● Task prompt
Here is a listing. Write it out again without a single difference.

● Dataset excerpts
══════════

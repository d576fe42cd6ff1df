//! Subject roles and their payloads
//!
//! A role decides the shape of a subject's static data and of every frame
//! sent for it. The five roles share registry, validation and dispatch logic;
//! only the payload types below are role-specific.
//!
//! | Role      | Static data        | Frame data   |
//! |-----------|--------------------|--------------|
//! | Generic   | none               | none         |
//! | Animation | [`AnimationStatic`] | [`Animation`] |
//! | Transform | none               | [`Transform`] |
//! | Camera    | [`CameraStatic`]    | [`Camera`]    |
//! | Light     | [`LightStatic`]     | [`Light`]     |

pub mod animation;
pub mod camera;
pub mod light;
pub mod transform;

pub use animation::{Animation, AnimationStatic, Bone, ROOT_PARENT};
pub use camera::{Camera, CameraStatic, ProjectionMode};
pub use light::{Light, LightKind, LightStatic};
pub use transform::Transform;

use crate::amf::AmfValue;

/// Semantic category of a subject
#[derive(Debug, Clone, Copy, PartialEq, Eq, Hash)]
pub enum Role {
    Generic,
    Animation,
    Transform,
    Camera,
    Light,
}

impl Role {
    pub fn as_str(&self) -> &'static str {
        match self {
            Role::Generic => "generic",
            Role::Animation => "animation",
            Role::Transform => "transform",
            Role::Camera => "camera",
            Role::Light => "light",
        }
    }
}

impl std::fmt::Display for Role {
    fn fmt(&self, f: &mut std::fmt::Formatter<'_>) -> std::fmt::Result {
        f.write_str(self.as_str())
    }
}

/// Role-specific static data registered with a subject
#[derive(Debug, Clone, PartialEq)]
pub enum StaticData {
    Generic,
    Animation(AnimationStatic),
    Transform,
    Camera(CameraStatic),
    Light(LightStatic),
}

impl StaticData {
    pub fn role(&self) -> Role {
        match self {
            StaticData::Generic => Role::Generic,
            StaticData::Animation(_) => Role::Animation,
            StaticData::Transform => Role::Transform,
            StaticData::Camera(_) => Role::Camera,
            StaticData::Light(_) => Role::Light,
        }
    }

    pub(crate) fn to_amf(&self) -> AmfValue {
        match self {
            StaticData::Generic | StaticData::Transform => AmfValue::Null,
            StaticData::Animation(skeleton) => skeleton.to_amf(),
            StaticData::Camera(lens) => lens.to_amf(),
            StaticData::Light(light) => light.to_amf(),
        }
    }
}

/// Role-specific payload of a single frame
#[derive(Debug, Clone, PartialEq)]
pub enum FrameData {
    Generic,
    Animation(Animation),
    Transform(Transform),
    Camera(Camera),
    Light(Light),
}

impl FrameData {
    pub fn role(&self) -> Role {
        match self {
            FrameData::Generic => Role::Generic,
            FrameData::Animation(_) => Role::Animation,
            FrameData::Transform(_) => Role::Transform,
            FrameData::Camera(_) => Role::Camera,
            FrameData::Light(_) => Role::Light,
        }
    }

    pub(crate) fn to_amf(&self) -> AmfValue {
        match self {
            FrameData::Generic => AmfValue::Null,
            FrameData::Animation(frame) => frame.to_amf(),
            FrameData::Transform(xform) => xform.to_amf(),
            FrameData::Camera(camera) => camera.to_amf(),
            FrameData::Light(light) => light.to_amf(),
        }
    }
}

impl From<Animation> for FrameData {
    fn from(frame: Animation) -> Self {
        FrameData::Animation(frame)
    }
}

impl From<Transform> for FrameData {
    fn from(xform: Transform) -> Self {
        FrameData::Transform(xform)
    }
}

impl From<Camera> for FrameData {
    fn from(camera: Camera) -> Self {
        FrameData::Camera(camera)
    }
}

impl From<Light> for FrameData {
    fn from(light: Light) -> Self {
        FrameData::Light(light)
    }
}
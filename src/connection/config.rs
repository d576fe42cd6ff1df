//! Interface configuration

use std::time::Duration;

/// Live Link interface configuration options
#[derive(Debug, Clone)]
pub struct LiveLinkConfig {
    /// Producer command queue depth; frames beyond it are dropped
    pub queue_capacity: usize,

    /// Longest `uninitialize` waits for the background monitor
    pub shutdown_timeout: Duration,

    /// Name of the background worker thread
    pub thread_name: String,
}

impl Default for LiveLinkConfig {
    fn default() -> Self {
        Self {
            queue_capacity: 256,
            shutdown_timeout: Duration::from_secs(1),
            thread_name: "livelink-worker".to_string(),
        }
    }
}

impl LiveLinkConfig {
    /// Set command queue depth
    pub fn queue_capacity(mut self, capacity: usize) -> Self {
        self.queue_capacity = capacity.max(1);
        self
    }

    /// Set shutdown timeout
    pub fn shutdown_timeout(mut self, timeout: Duration) -> Self {
        self.shutdown_timeout = timeout;
        self
    }

    /// Set worker thread name
    pub fn thread_name(mut self, name: impl Into<String>) -> Self {
        self.thread_name = name.into();
        self
    }
}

══════════

● Your solution
repository d576fe42cd6ff1df
//! Subject roles and their payloads
//!
//! A role decides the shape of a subject's static data and of every frame
//! sent for it. The five roles share registry, validation and dispatch logic;
//! only the payload types below are role-specific.
//!
//! | Role      | Static data        | Frame data   |
//! |-----------|--------------------|--------------|
//! | Generic   | none               | none         |
//! | Animation | [`AnimationStatic`] | [`Animation`] |
//! | Transform | none               | [`Transform`] |
//! | Camera    | [`CameraStatic`]    | [`Camera`]    |
//! | Light     | [`LightStatic`]     | [`Light`]     |

pub mod animation;
pub mod camera;
pub mod light;
pub mod transform;

pub use animation::{Animation, AnimationStatic, Bone, ROOT_PARENT};
pub use camera::{Camera, CameraStatic, ProjectionMode};
pub use light::{Light, LightKind, LightStatic};
pub use transform::Transform;

use crate::amf::AmfValue;

/// Semantic category of a subject
#[derive(Debug, Clone, Copy, PartialEq, Eq, Hash)]
pub enum Role {
    Generic,
    Animation,
    Transform,
    Camera,
    Light,
}

impl Role {
    pub fn as_str(&self) -> &'static str {
        match self {
            Role::Generic => "generic",
            Role::Animation => "animation",
            Role::Transform => "transform",
            Role::Camera => "camera",
            Role::Light => "light",
        }
    }
}

impl std::fmt::Display for Role {
    fn fmt(&self, f: &mut std::fmt::Formatter<'_>) -> std::fmt::Result {
        f.write_str(self.as_str())
    }
}

/// Role-specific static data registered with a subject
#[derive(Debug, Clone, PartialEq)]
pub enum StaticData {
    Generic,
    Animation(AnimationStatic),
    Transform,
    Camera(CameraStatic),
    Light(LightStatic),
}

impl StaticData {
    pub fn role(&self) -> Role {
        match self {
            StaticData::Generic => Role::Generic,
            StaticData::Animation(_) => Role::Animation,
            StaticData::Transform => Role::Transform,
            StaticData::Camera(_) => Role::Camera,
            StaticData::Light(_) => Role::Light,
        }
    }

    pub(crate) fn to_amf(&self) -> AmfValue {
        match self {
            StaticData::Generic | StaticData::Transform => AmfValue::Null,
            StaticData::Animation(skeleton) => skeleton.to_amf(),
            StaticData::Camera(lens) => lens.to_amf(),
            StaticData::Light(light) => light.to_amf(),
        }
    }
}

/// Role-specific payload of a single frame
#[derive(Debug, Clone, PartialEq)]
pub enum FrameData {
    Generic,
    Animation(Animation),
    Transform(Transform),
    Camera(Camera),
    Light(Light),
}

impl FrameData {
    pub fn role(&self) -> Role {
        match self {
            FrameData::Generic => Role::Generic,
            FrameData::Animation(_) => Role::Animation,
            FrameData::Transform(_) => Role::Transform,
            FrameData::Camera(_) => Role::Camera,
            FrameData::Light(_) => Role::Light,
        }
    }

    pub(crate) fn to_amf(&self) -> AmfValue {
        match self {
            FrameData::Generic => AmfValue::Null,
            FrameData::Animation(frame) => frame.to_amf(),
            FrameData::Transform(xform) => xform.to_amf(),
            FrameData::Camera(camera) => camera.to_amf(),
            FrameData::Light(light) => light.to_amf(),
        }
    }
}

impl From<Animation> for FrameData {
    fn from(frame: Animation) -> Self {
        FrameData::Animation(frame)
    }
}

impl From<Transform> for FrameData {
    fn from(xform: Transform) -> Self {
        FrameData::Transform(xform)
    }
}

impl From<Camera> for FrameData {
    fn from(camera: Camera) -> Self {
        FrameData::Camera(camera)
    }
}

impl From<Light> for FrameData {
    fn from(light: Light) -> Self {
        FrameData::Light(light)
    }
}
filename src/connection/config.rs
repository d576fe42cd6ff1df
//! Interface configuration

use std::time::Duration;

/// Live Link interface configuration options
#[derive(Debug, Clone)]
pub struct LiveLinkConfig {
    /// Producer command queue depth; frames beyond it are dropped
    pub queue_capacity: usize,

    /// Longest `uninitialize` waits for the background monitor
    pub shutdown_timeout: Duration,

    /// Name of the background worker thread
    pub thread_name: String,
}

impl Default for LiveLinkConfig {
    fn default() -> Self {
        Self {
            queue_capacity: 256,
            shutdown_timeout: Duration::from_secs(1),
            thread_name: "livelink-worker".to_string(),
        }
    }
}

impl LiveLinkConfig {
    /// Set command queue depth
    pub fn queue_capacity(mut self, capacity: usize) -> Self {
        self.queue_capacity = capacity.max(1);
        self
    }

    /// Set shutdown timeout
    pub fn shutdown_timeout(mut self, timeout: Duration) -> Self {
        self.shutdown_timeout = timeout;
        self
    }

    /// Set worker thread name
    pub fn thread_name(mut self, name: impl Into<String>) -> Self {
        self.thread_name = name.into();
        self
    }
}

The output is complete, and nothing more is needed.